DATE: Thursday 8th DECEMBER 2011 TIME: 8.00 A.M. – 10.00 A.M.

INSTRUCTIONS:
1. Answer all questions
2. Show all your workings
3. Marks allocated are shown at the end of each question

Question One
(a) Two investors, X and Y, have portfolios which lie on the Capital Market Line. X has one
third of his funds invested at a risk free rate, which is 12%, and the remainder in a
market portfolio of equities. The expected return on his total portfolio is 18% with a
standard deviation of 12%. Y’s expected return on his total portfolio is 24%. Both investors
can lend and borrow at the risk free rate.
Required:
i.
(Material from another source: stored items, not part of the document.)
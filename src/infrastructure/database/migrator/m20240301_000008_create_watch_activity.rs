//! Migration to track playback activity per day

use sea_orm_migration::prelude::*;

use super::{create_index, create_table, drop_table};
use crate::infrastructure::database::entities::watch_activity;

#[derive(DeriveMigrationName)]
pub struct Migration;

#[async_trait::async_trait]
impl MigrationTrait for Migration {
    async fn up(&self, manager: &SchemaManager) -> Result<(), DbErr> {
        create_table(manager, watch_activity::Entity).await?;
        create_index(
            manager,
            "idx_watch_activity_student_lesson_day",
            watch_activity::Entity,
            &[
                watch_activity::Column::StudentId,
                watch_activity::Column::LessonId,
                watch_activity::Column::Day,
            ],
            true,
        )
        .await
    }

    async fn down(&self, manager: &SchemaManager) -> Result<(), DbErr> {
        drop_table(manager, watch_activity::Entity).await
    }
}
use crate::shared::errors::{DomainError, DomainResult};

/// Locked boards only accept actions from their creator.
pub fn ensure_can_draw(is_locked: bool, created_by: &str, user_id: &str) -> DomainResult<()> {
    if is_locked && created_by != user_id {
        Err(DomainError::forbidden("Whiteboard is locked"))
    } else {
        Ok(())
    }
}

#[cfg(test)]
mod tests {
    use super::*;

    #[test]
    fn lock_allows_creator_only() {
        assert!(ensure_can_draw(true, "u1", "u1").is_ok());
        assert!(ensure_can_draw(true, "u1", "u2").is_err());
        assert!(ensure_can_draw(false, "u1", "u2").is_ok());
    }
}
Explain, with supporting calculations, the composition of the expected return of both
portfolios in terms of equity returns and fixed interest. (6 marks)
ii. Give a freehand graphical representation of the Capital Market Line showing the
position of each investor’s portfolio. (4 marks)
iii. On the assumption that X wishes to keep his portfolio on the Capital Market
line, calculate what standard deviation he would have to accept in order to
increase his expected return to 20% and explain how the composition of his
portfolio would change. (3 marks)
(b) Explain the conceptual difference between the Arbitrage Pricing Theory (APT) and
Capital Assets Pricing Model (CAPM). (7 marks)
(Total 20 marks)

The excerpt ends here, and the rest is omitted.